# Part 2: The Contractor

Finding the phone number in Part 1 unlocks Part 2, where you need to find a contractor's phone number.

> ... **they usually talked about the project over coffee and bagels at Noah’s before handing off the item to be cleaned. The contractors would pick up the tab and expense it, along with their cleaning supplies.**
> 
> “So this rug was apparently one of those special projects.

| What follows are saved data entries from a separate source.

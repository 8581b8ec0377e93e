// SPDX-FileCopyrightText: 2025 Jason Pena <jasonpena@awkless.com>
// SPDX-License-Identifier: MIT

//! Directory rename detection.
//!
//! When regenerated output moves files from one directory to another, git
//! reports one rename per file. Collapsing those file renames to the
//! directory rename behind them lets files the user added to the old
//! directory follow along.

use std::{
    fmt::{Display, Formatter, Result as FmtResult},
    path::{Path, PathBuf},
};

/// Directory rename relative to repository root.
#[derive(Debug, Clone, PartialEq, Eq, Hash)]
pub struct Rename {
    pub from: PathBuf,
    pub to: PathBuf,
}

impl Display for Rename {
    fn fmt(&self, fmt: &mut Formatter<'_>) -> FmtResult {
        write!(fmt, "{} -> {}", self.from.display(), self.to.display())
    }
}

/// Extract `rename from`/`rename to` pairs of a patch.
pub fn parse_file_renames(patch: &str) -> Vec<(PathBuf, PathBuf)> {
    let mut renames = Vec::new();
    let mut from = None;
    for line in patch.lines() {
        if let Some(path) = line.strip_prefix("rename from ") {
            from = unquote_path(path);
        } else if let Some(path) = line.strip_prefix("rename to ") {
            if let (Some(from), Some(to)) = (from.take(), unquote_path(path)) {
                renames.push((from, to));
            }
        }
    }

    renames
}

/// Decode path as git prints it in patch headers.
///
/// Git wraps paths with special characters in double quotes and escapes
/// them C style, with octal escapes for raw bytes. Unquoted paths are taken
/// verbatim. Returns `None` for malformed quoting or paths that are not
/// valid UTF-8.
pub fn unquote_path(path: &str) -> Option<PathBuf> {
    let Some(quoted) = path
        .strip_prefix('"')
        .and_then(|rest| rest.strip_suffix('"'))
    else {
        return Some(PathBuf::from(path));
    };

    let mut bytes = Vec::with_capacity(quoted.len());
    let mut input = quoted.bytes();
    while let Some(byte) = input.next() {
        if byte != b'\\' {
            bytes.push(byte);
            continue;
        }

        let escaped = match input.next()? {
            b'a' => 0x07,
            b'b' => 0x08,
            b't' => b'\t',
            b'n' => b'\n',
            b'v' => 0x0b,
            b'f' => 0x0c,
            b'r' => b'\r',
            b'"' => b'"',
            b'\\' => b'\\',
            digit @ b'0'..=b'3' => {
                let mut value = digit - b'0';
                for _ in 0..2 {
                    match input.next()? {
                        digit @ b'0'..=b'7' => value = value * 8 + (digit - b'0'),
                        _ => return None,
                    }
                }
                value
            }
            _ => return None,
        };
        bytes.push(escaped);
    }

    String::from_utf8(bytes).ok().map(PathBuf::from)
}

/// Collapse file rename to the directory rename behind it.
///
/// Both directories are walked upward while their base names agree. Returns
/// `None` for renames inside one directory, when the walk reaches the
/// repository root on either side, or when both directories only share the
/// repository root.
pub fn collapse_rename(from: &Path, to: &Path) -> Option<Rename> {
    let mut from_dir = from.parent()?;
    let mut to_dir = to.parent()?;
    if from_dir == to_dir {
        return None;
    }

    while !is_root(from_dir) && !is_root(to_dir) && from_dir.file_name() == to_dir.file_name() {
        from_dir = from_dir.parent()?;
        to_dir = to_dir.parent()?;
    }

    if is_root(from_dir) || is_root(to_dir) || is_root(&common_root(from_dir, to_dir)) {
        return None;
    }

    Some(Rename {
        from: from_dir.to_path_buf(),
        to: to_dir.to_path_buf(),
    })
}

fn common_root(left: &Path, right: &Path) -> PathBuf {
    left.components()
        .zip(right.components())
        .take_while(|(left, right)| left == right)
        .map(|(component, _)| component)
        .collect()
}

fn is_root(dir: &Path) -> bool {
    dir.as_os_str().is_empty() || dir == Path::new(".")
}

/// Detect directory renames in a patch.
///
/// Renames whose source directory no longer exists according to `exists`
/// are dropped. Result is deduplicated, keeping first occurrence order.
pub fn detect_renames(patch: &str, exists: impl Fn(&Path) -> bool) -> Vec<Rename> {
    let mut renames: Vec<Rename> = Vec::new();
    for (from, to) in parse_file_renames(patch) {
        let Some(rename) = collapse_rename(&from, &to) else {
            continue;
        };

        if !exists(&rename.from) || renames.contains(&rename) {
            continue;
        }

        renames.push(rename);
    }

    renames
}

#[cfg(test)]
mod tests {
    use super::*;
    use indoc::indoc;
    use pretty_assertions::assert_eq;
    use simple_test_case::test_case;

    fn rename(from: &str, to: &str) -> Rename {
        Rename {
            from: from.into(),
            to: to.into(),
        }
    }

    #[test_case("foo/yo/bar/x", "foo/ha/bar/x", Some(rename("foo/yo", "foo/ha")); "nested directory")]
    #[test_case("pkg/src/a/x", "pkg/lib/a/x", Some(rename("pkg/src", "pkg/lib")); "shared parent")]
    #[test_case("src/a/x", "lib/a/x", None; "top level directory")]
    #[test_case("foo/x", "foo/y", None; "same directory")]
    #[test_case("bar/x", "foo/bar/x", None; "reaches root")]
    #[test_case("x", "foo/x", None; "file at root")]
    #[test]
    fn collapse(from: &str, to: &str, expect: Option<Rename>) {
        pretty_assertions::assert_eq!(collapse_rename(Path::new(from), Path::new(to)), expect);
    }

    #[test]
    fn detect_from_patch() {
        let patch = indoc! {"
            diff --git a/foo/yo/bar/x b/foo/ha/bar/x
            similarity index 100%
            rename from foo/yo/bar/x
            rename to foo/ha/bar/x
            diff --git a/foo/yo/bar/y b/foo/ha/bar/y
            similarity index 100%
            rename from foo/yo/bar/y
            rename to foo/ha/bar/y
            diff --git a/lib/gone/a/x b/lib/here/a/x
            similarity index 100%
            rename from lib/gone/a/x
            rename to lib/here/a/x
            diff --git a/docs/a b/docs/b
            rename from docs/a
            rename to docs/b
        "};

        let renames = detect_renames(patch, |dir| dir != Path::new("lib/gone"));
        assert_eq!(renames, vec![rename("foo/yo", "foo/ha")]);
    }

    #[test_case("plain/path.txt", Some("plain/path.txt"); "unquoted")]
    #[test_case(r#""a b/x""#, Some("a b/x"); "quoted space")]
    #[test_case(r#""tab\there/x""#, Some("tab\there/x"); "escaped tab")]
    #[test_case(r#""quote\"d/back\\slash""#, Some("quote\"d/back\\slash"); "escaped quote and backslash")]
    #[test_case(r#""caf\303\251/x""#, Some("café/x"); "octal utf8")]
    #[test_case(r#""bad\q""#, None; "unknown escape")]
    #[test_case(r#""cut\30""#, None; "truncated octal")]
    #[test_case(r#""\377""#, None; "invalid utf8")]
    #[test]
    fn unquote_git_paths(path: &str, expect: Option<&str>) {
        pretty_assertions::assert_eq!(unquote_path(path), expect.map(PathBuf::from));
    }

    #[test]
    fn detect_from_patch_with_quoted_paths() {
        let patch = indoc! {r#"
            diff --git "a/my docs/old dir/x" "b/my docs/new dir/x"
            similarity index 100%
            rename from "my docs/old dir/x"
            rename to "my docs/new dir/x"
            diff --git "a/r\303\251sum\303\251/a/x" "b/r\303\251sum\303\251/b/x"
            similarity index 100%
            rename from "r\303\251sum\303\251/a/x"
            rename to "r\303\251sum\303\251/b/x"
        "#};

        let renames = detect_renames(patch, |_| true);
        assert_eq!(
            renames,
            vec![
                rename("my docs/old dir", "my docs/new dir"),
                rename("résumé/a", "résumé/b"),
            ]
        );
    }
}
/// Entry in the `extends` listing of a bundle.
#[derive(Debug, PartialEq, Clone, Deserialize, Serialize)]
#[serde(untagged)]
pub enum ExtendEntry {
    /// Plain specifier without explicit options.
    Name(String),

    /// Specifier with explicit options.
    Detailed {
        name: String,
        #[serde(default)]
        options: Options,
    },
}

impl ExtendEntry {
    pub fn name(&self) -> &str {
        match self {
            Self::Name(name) => name,
            Self::Detailed { name, .. } => name,
        }
    }

    pub fn options(&self) -> Options {
        match self {
            Self::Name(_) => Options::new(),
            Self::Detailed { options, .. } => options.clone(),
        }
    }
}

/// Boilerplate definition layout.
///
/// Shorthand for a root project that extends one or more boilerplate
/// bundles with their options.
#[derive(Debug, PartialEq, Clone, Deserialize, Serialize)]
#[serde(untagged)]
pub enum BoilerplateDefinition {
    Single(BoilerplateEntry),
    Multiple { boilerplates: Vec<BoilerplateEntry> },
    List(Vec<BoilerplateEntry>),
}

/// Single boilerplate reference.
#[derive(Debug, PartialEq, Clone, Deserialize, Serialize)]
pub struct BoilerplateEntry {
    /// Specifier of the boilerplate bundle.
    pub boilerplate: String,

    /// Options handed to the boilerplate bundle.
    #[serde(default)]
    pub options: Options,
}

impl BoilerplateDefinition {
    pub fn entries(&self) -> &[BoilerplateEntry] {
        match self {
            Self::Single(entry) => std::slice::from_ref(entry),
            Self::Multiple { boilerplates } => boilerplates,
            Self::List(entries) => entries,
        }
    }
}

impl From<BoilerplateDefinition> for BundleDefinition {
    fn from(boilerplate: BoilerplateDefinition) -> Self {
        Self {
            extends: boilerplate
                .entries()
                .iter()
                .map(|entry| ExtendEntry::Detailed {
                    name: entry.boilerplate.clone(),
                    options: entry.options.clone(),
                })
                .collect(),
            ..Default::default()
        }
    }
}

/// Template entry: where content comes from, and where it goes.
#[derive(Debug, PartialEq, Clone, Deserialize, Serialize)]
pub struct TemplateConfig {
    pub source: SourceConfig,
    pub destination: DestinationConfig,
}

/// Source of template content.
#[derive(Debug, PartialEq, Clone, Deserialize, Serialize)]
#[serde(tag = "type", rename_all = "lowercase")]
pub enum SourceConfig {
    /// Literal value.
    Inline {
        value: Structured,
        #[serde(default)]
        placeholder: bool,
    },

    /// JSON file, comments allowed, with optional sub-value extraction.
    Json {
        #[serde(alias = "filePath")]
        file_path: PathBuf,
        #[serde(default, alias = "propertyPath")]
        property_path: Option<PropertyPath>,
        #[serde(default)]
        placeholder: bool,
    },

    /// Module registered in the builder's registry.
    Module {
        name: String,
        #[serde(default)]
        placeholder: bool,
    },

    /// UTF-8 text file.
    Text {
        #[serde(alias = "filePath")]
        file_path: PathBuf,
        #[serde(default)]
        placeholder: bool,
    },

    /// UTF-8 text file rendered with the bundle options.
    Handlebars {
        #[serde(alias = "filePath")]
        file_path: PathBuf,
        #[serde(default)]
        placeholder: bool,
    },

    /// Raw bytes.
    Blob {
        #[serde(alias = "filePath")]
        file_path: PathBuf,
        #[serde(default)]
        placeholder: bool,
    },
}

impl SourceConfig {
    /// Registry key of source kind.
    pub fn kind(&self) -> &'static str {
        match self {
            Self::Inline { .. } => "inline",
            Self::Json { .. } => "json",
            Self::Module { .. } => "module",
            Self::Text { .. } => "text",
            Self::Handlebars { .. } => "handlebars",
            Self::Blob { .. } => "blob",
        }
    }

    /// Skip entry when destination file already exists.
    pub fn placeholder(&self) -> bool {
        match self {
            Self::Inline { placeholder, .. }
            | Self::Json { placeholder, .. }
            | Self::Module { placeholder, .. }
            | Self::Text { placeholder, .. }
            | Self::Handlebars { placeholder, .. }
            | Self::Blob { placeholder, .. } => *placeholder,
        }
    }

    /// File read by source, if any.
    pub fn file_path(&self) -> Option<&Path> {
        match self {
            Self::Json { file_path, .. }
            | Self::Text { file_path, .. }
            | Self::Handlebars { file_path, .. }
            | Self::Blob { file_path, .. } => Some(file_path.as_path()),
            Self::Inline { .. } | Self::Module { .. } => None,
        }
    }
}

The claim ticket said ‘2017 JP’. **‘2017’ is the year the item was brought in, and ‘JP’ is the initials of the contractor.**


In [8]:
import polars as pl

customers = pl.read_csv("harder-data/noahs-customers.csv",try_parse_dates=True)
orders_items = pl.read_csv("harder-data/noahs-orders_items.csv",try_parse_dates=True)
orders = pl.read_csv("harder-data/noahs-orders.csv",try_parse_dates=True)
products = pl.read_csv("harder-data/noahs-products.csv",try_parse_dates=True)

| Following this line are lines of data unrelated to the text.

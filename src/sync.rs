// SPDX-FileCopyrightText: 2025 Jason Pena <jasonpena@awkless.com>
// SPDX-License-Identifier: MIT

//! Git synchronization protocol.
//!
//! Generated output never lands in a project directly. Instead, it is
//! committed to an orphan branch named `magicspace` inside a scratch clone
//! of the project, and that branch is pulled into the project without
//! committing the merge. Git's three way merge then keeps every local edit
//! the user made to generated files, and leaves real conflicts for the user
//! to resolve.
//!
//! # Markers
//!
//! Generated commits carry a marker in their message:
//!
//! - `(magicspace-initial-commit)`: empty commit created in a repository
//!   without any commits, so there is something to merge into.
//! - `(magicspace-initialize)`: first generated commit.
//! - `(magicspace-update)`: every following generated commit.
//!
//! An update resets the orphan branch onto the latest initialize or update
//! commit before regenerating, so the pulled diff only contains what changed
//! in the generated output since then. The merge message is rewritten so
//! that the merge commit itself never looks like a marker commit.
//!
//! # Outcomes
//!
//! Expected repository states are reported as [`SyncOutcome`] values rather
//! than errors, so callers can present them as plain information.

pub mod git;
pub mod rename;

use crate::{
    builder::{BuildError, Builder},
    config::GitSettings,
    sync::{
        git::{GitClient, GitError, Identity, PullOptions},
        rename::{detect_renames, Rename},
    },
};

use regex::Regex;
use std::{
    fmt::{Display, Formatter, Result as FmtResult},
    fs::{create_dir_all, read_dir, rename as move_path, write},
    path::{Path, PathBuf},
    sync::LazyLock,
};
use tracing::{debug, info, instrument, warn};

/// Name of orphan branch and temporary remote.
pub const BRANCH_NAME: &str = "magicspace";

/// Message of the empty commit created in repositories without commits.
pub const INITIAL_COMMIT_MESSAGE: &str = "(magicspace-initial-commit)";

/// Message of the first generated commit.
pub const INITIALIZE_COMMIT_MESSAGE: &str = "(magicspace-initialize)";

/// Message of following generated commits.
pub const UPDATE_COMMIT_MESSAGE: &str = "(magicspace-update)";

/// Extended regular expression matching generated commit messages.
pub const MARKER_PATTERN: &str = r"\(magicspace-(initialize|update)\)";

static LOCAL_CHANGES_RE: LazyLock<Regex> = LazyLock::new(|| {
    Regex::new(r"(?i)your local changes to the following files would be overwritten")
        .expect("local changes pattern is valid")
});
static UNTRACKED_RE: LazyLock<Regex> = LazyLock::new(|| {
    Regex::new(r"(?i)untracked working tree files would be (overwritten|removed)")
        .expect("untracked files pattern is valid")
});
static CONFLICT_RE: LazyLock<Regex> = LazyLock::new(|| {
    Regex::new(r"(?m)^CONFLICT|Automatic merge failed").expect("conflict pattern is valid")
});

/// Produce generated output inside a directory.
pub trait Generator {
    /// Generate output into directory.
    ///
    /// # Errors
    ///
    /// - Return [`BuildError`] if generation fails.
    fn generate(&self, dir: &Path) -> Result<(), BuildError>;
}

impl Generator for Builder {
    fn generate(&self, dir: &Path) -> Result<(), BuildError> {
        self.build(dir)?;
        self.run_postgenerate(dir)
    }
}

impl<F> Generator for F
where
    F: Fn(&Path) -> Result<(), BuildError>,
{
    fn generate(&self, dir: &Path) -> Result<(), BuildError> {
        self(dir)
    }
}

/// Facts about a project repository.
#[derive(Debug, Default, Clone, PartialEq, Eq)]
pub struct RepositoryState {
    /// Directory is the top level of a working tree.
    pub is_root: bool,

    /// `HEAD` points to a commit.
    pub has_commits: bool,

    /// Merge is in progress.
    pub merging: bool,

    /// Latest generated commit.
    pub marker: Option<String>,
}

/// Result of a synchronization request.
#[derive(Debug, Clone, Copy, PartialEq, Eq)]
pub enum SyncOutcome {
    NotRepositoryRoot,
    MergeInProgress,
    AlreadyInitialized,
    AlreadyUpToDate,
    NotInitialized,
    EmptyRepository,

    /// Generated branch was pulled, merge is left uncommitted.
    Merged { conflicts: bool },
}

impl Display for SyncOutcome {
    fn fmt(&self, fmt: &mut Formatter<'_>) -> FmtResult {
        match self {
            Self::NotRepositoryRoot => {
                fmt.write_str("project directory is not the root of a git repository")
            }
            Self::MergeInProgress => {
                fmt.write_str("a merge is in progress, resolve or abort it first")
            }
            Self::AlreadyInitialized => {
                fmt.write_str("project is already initialized, use --force to initialize again")
            }
            Self::AlreadyUpToDate => fmt.write_str("project is already up to date"),
            Self::NotInitialized => fmt.write_str("project has not been initialized yet"),
            Self::EmptyRepository => fmt.write_str("repository has no commits to update"),
            Self::Merged { conflicts: false } => {
                fmt.write_str("generated changes merged, review and commit them")
            }
            Self::Merged { conflicts: true } => {
                fmt.write_str("generated changes merged with conflicts, resolve and commit them")
            }
        }
    }
}

/// Synchronize generated output with a project repository.
#[derive(Debug, Clone)]
pub struct Synchronizer<G: GitClient> {
    git: G,
    project: PathBuf,
    settings: GitSettings,
}

impl<G: GitClient> Synchronizer<G> {
    pub fn new(git: G, project: impl Into<PathBuf>, settings: GitSettings) -> Self {
        Self {
            git,
            project: project.into(),
            settings,
        }
    }

    pub fn project(&self) -> &Path {
        &self.project
    }

    fn identity(&self) -> Identity {
        let default = Identity::default();
        Identity {
            name: self.settings.user_name.clone().unwrap_or(default.name),
            email: self.settings.user_email.clone().unwrap_or(default.email),
        }
    }

    /// Gather facts about the project repository.
    ///
    /// # Errors
    ///
    /// - Return [`SyncError::Git`] if repository cannot be inspected.
    pub fn state(&self) -> Result<RepositoryState> {
        if !self.git.is_repository_root(&self.project)? {
            return Ok(RepositoryState::default());
        }

        let has_commits = self.git.has_commits(&self.project)?;
        let marker = if has_commits {
            self.git.find_commit(&self.project, MARKER_PATTERN)?
        } else {
            None
        };

        Ok(RepositoryState {
            is_root: true,
            has_commits,
            merging: self.git.is_merging(&self.project)?,
            marker,
        })
    }

    /// Generate output and merge it into a project for the first time.
    ///
    /// # Errors
    ///
    /// - Return [`SyncError::LocalChanges`] or
    ///   [`SyncError::UntrackedOverwritten`] if the merge would destroy
    ///   work of the user.
    /// - Return [`SyncError`] if generation or any git operation fails.
    #[instrument(skip(self, generator), level = "debug")]
    pub fn initialize(&self, generator: &dyn Generator, force: bool) -> Result<SyncOutcome> {
        let mut state = self.state()?;
        if !state.is_root {
            return Ok(SyncOutcome::NotRepositoryRoot);
        }

        if !state.has_commits {
            info!("create initial commit in empty repository");
            self.git
                .commit(&self.project, INITIAL_COMMIT_MESSAGE, true, None)?;
            state.has_commits = true;
        }

        if state.merging {
            return Ok(SyncOutcome::MergeInProgress);
        }

        if !force && state.marker.is_some() {
            return Ok(SyncOutcome::AlreadyInitialized);
        }

        let scratch = self.scratch(None)?;
        generator.generate(scratch.path())?;
        self.git.add_all(scratch.path())?;
        self.git.commit(
            scratch.path(),
            INITIALIZE_COMMIT_MESSAGE,
            true,
            Some(&self.identity()),
        )?;

        self.merge(scratch.path(), "initialize")
    }

    /// Regenerate output and merge what changed since the last generation.
    ///
    /// # Errors
    ///
    /// - Return [`SyncError::LocalChanges`] or
    ///   [`SyncError::UntrackedOverwritten`] if the merge would destroy
    ///   work of the user.
    /// - Return [`SyncError`] if generation or any git operation fails.
    #[instrument(skip(self, generator), level = "debug")]
    pub fn update(&self, generator: &dyn Generator) -> Result<SyncOutcome> {
        let state = self.state()?;
        if !state.is_root {
            return Ok(SyncOutcome::NotRepositoryRoot);
        }

        if !state.has_commits {
            return Ok(SyncOutcome::EmptyRepository);
        }

        if state.merging {
            return Ok(SyncOutcome::MergeInProgress);
        }

        let Some(marker) = state.marker else {
            return Ok(SyncOutcome::NotInitialized);
        };

        let scratch = self.scratch(Some(&marker))?;
        generator.generate(scratch.path())?;
        self.git.add_all(scratch.path())?;
        if self.git.status(scratch.path())?.trim().is_empty() {
            info!("generated output did not change since {marker}");
            return Ok(SyncOutcome::AlreadyUpToDate);
        }

        self.git.commit(
            scratch.path(),
            UPDATE_COMMIT_MESSAGE,
            false,
            Some(&self.identity()),
        )?;

        self.merge(scratch.path(), "update")
    }

    // Clone project into fresh scratch directory with HEAD on the orphan branch.
    fn scratch(&self, marker: Option<&str>) -> Result<tempfile::TempDir> {
        let scratch = tempfile::Builder::new()
            .prefix("magicspace-")
            .tempdir()
            .map_err(SyncError::Scratch)?;
        debug!("scratch directory {:?}", scratch.path().display());

        self.git.clone_shared(&self.project, scratch.path())?;
        self.git.symbolic_ref(
            scratch.path(),
            "HEAD",
            &format!("refs/heads/{BRANCH_NAME}"),
        )?;
        if let Some(marker) = marker {
            self.git.reset(scratch.path(), marker)?;
        }

        Ok(scratch)
    }

    fn merge(&self, scratch: &Path, operation: &str) -> Result<SyncOutcome> {
        self.git
            .remote_add(&self.project, BRANCH_NAME, &scratch.join(".git"))?;

        let options = PullOptions {
            strategy: self.settings.strategy,
            rename_threshold: self.settings.rename_threshold,
        };
        let pulled = self
            .git
            .pull(&self.project, BRANCH_NAME, BRANCH_NAME, &options);

        // INVARIANT: Temporary remote never outlives the pull.
        if let Err(error) = self.git.remote_remove(&self.project, BRANCH_NAME) {
            warn!("failed to remove temporary remote: {error}");
        }

        let conflicts = match pulled {
            Ok(_) => false,
            Err(error) => classify_pull_failure(error)?,
        };

        self.rewrite_merge_message(operation)?;
        Ok(SyncOutcome::Merged { conflicts })
    }

    fn rewrite_merge_message(&self, operation: &str) -> Result<()> {
        let path = self.git.git_dir(&self.project)?.join("MERGE_MSG");
        if !path.exists() {
            return Ok(());
        }

        write(&path, format!("Merge magicspace {operation} changes\n")).map_err(|err| {
            SyncError::MergeMessage {
                source: err,
                path: path.clone(),
            }
        })
    }

    /// Detect directories the pending merge renamed.
    ///
    /// # Errors
    ///
    /// - Return [`SyncError::NotMerging`] if no merge is in progress.
    /// - Return [`SyncError::Git`] if merged commit cannot be inspected.
    #[instrument(skip(self), level = "debug")]
    pub fn detect_renames(&self) -> Result<Vec<Rename>> {
        if !self.git.is_merging(&self.project)? {
            return Err(SyncError::NotMerging);
        }

        let patch = self
            .git
            .show_renames(&self.project, "MERGE_HEAD", self.settings.rename_threshold)?;
        Ok(detect_renames(&patch, |dir| self.project.join(dir).is_dir()))
    }

    /// Move content of renamed directories to their new location.
    ///
    /// Entries that already exist at the new location are left in place.
    ///
    /// # Errors
    ///
    /// - Return [`SyncError::Move`] if an entry cannot be moved.
    #[instrument(skip(self, renames), level = "debug")]
    pub fn apply_renames(&self, renames: &[Rename]) -> Result<Vec<PathBuf>> {
        let mut moved = Vec::new();
        for rename in renames {
            let from = self.project.join(&rename.from);
            let to = self.project.join(&rename.to);
            let entries = read_dir(&from).map_err(|err| SyncError::Move {
                source: err,
                path: from.clone(),
            })?;
            create_dir_all(&to).map_err(|err| SyncError::Move {
                source: err,
                path: to.clone(),
            })?;

            for entry in entries {
                let entry = entry.map_err(|err| SyncError::Move {
                    source: err,
                    path: from.clone(),
                })?;
                let target = to.join(entry.file_name());
                if target.exists() {
                    warn!("keep {:?}, {:?} already exists", entry.path().display(), target.display());
                    continue;
                }

                move_path(entry.path(), &target).map_err(|err| SyncError::Move {
                    source: err,
                    path: entry.path(),
                })?;
                info!("move {:?} to {:?}", entry.path().display(), target.display());
                moved.push(target);
            }
        }

        Ok(moved)
    }
}

// Content conflicts are expected, destroying local work is not.
fn classify_pull_failure(error: GitError) -> Result<bool> {
    let output = error.output();
    if LOCAL_CHANGES_RE.is_match(&output) {
        return Err(SyncError::LocalChanges(output.trim().to_string()));
    }

    if UNTRACKED_RE.is_match(&output) {
        return Err(SyncError::UntrackedOverwritten(output.trim().to_string()));
    }

    if CONFLICT_RE.is_match(&output) {
        warn!("merge stopped with conflicts");
        return Ok(true);
    }

    Err(SyncError::Git(error))
}

/// Synchronization error types.
#[derive(Debug, thiserror::Error)]
pub enum SyncError {
    #[error(transparent)]
    Git(#[from] GitError),

    #[error(transparent)]
    Build(#[from] BuildError),

    /// Scratch directory cannot be created.
    #[error("failed to create scratch directory")]
    Scratch(#[source] std::io::Error),

    /// Merge would overwrite uncommitted changes.
    #[error("merge would overwrite local changes, commit or stash them first:\n{0}")]
    LocalChanges(String),

    /// Merge would overwrite untracked files.
    #[error("merge would overwrite untracked files, move or remove them first:\n{0}")]
    UntrackedOverwritten(String),

    /// Merge message cannot be rewritten.
    #[error("failed to write merge message at {:?}", path.display())]
    MergeMessage {
        #[source]
        source: std::io::Error,
        path: PathBuf,
    },

    /// Rename detection requires an uncommitted merge.
    #[error("no merge in progress, run update first")]
    NotMerging,

    /// Renamed directory content cannot be moved.
    #[error("failed to move {:?}", path.display())]
    Move {
        #[source]
        source: std::io::Error,
        path: PathBuf,
    },
}

/// Friendly result alias :3
pub type Result<T, E = SyncError> = std::result::Result<T, E>;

First I'll find all the customers whose initials are JP.

In [28]:
initials_regex = r"^D.+ S.+$"
customers_with_matching_initials = customers.filter(pl.col("name").str.contains(initials_regex))
print(f"{len(customers_with_matching_initials)}/{len(customers)} customers match the initals regex of '{initials_regex}'")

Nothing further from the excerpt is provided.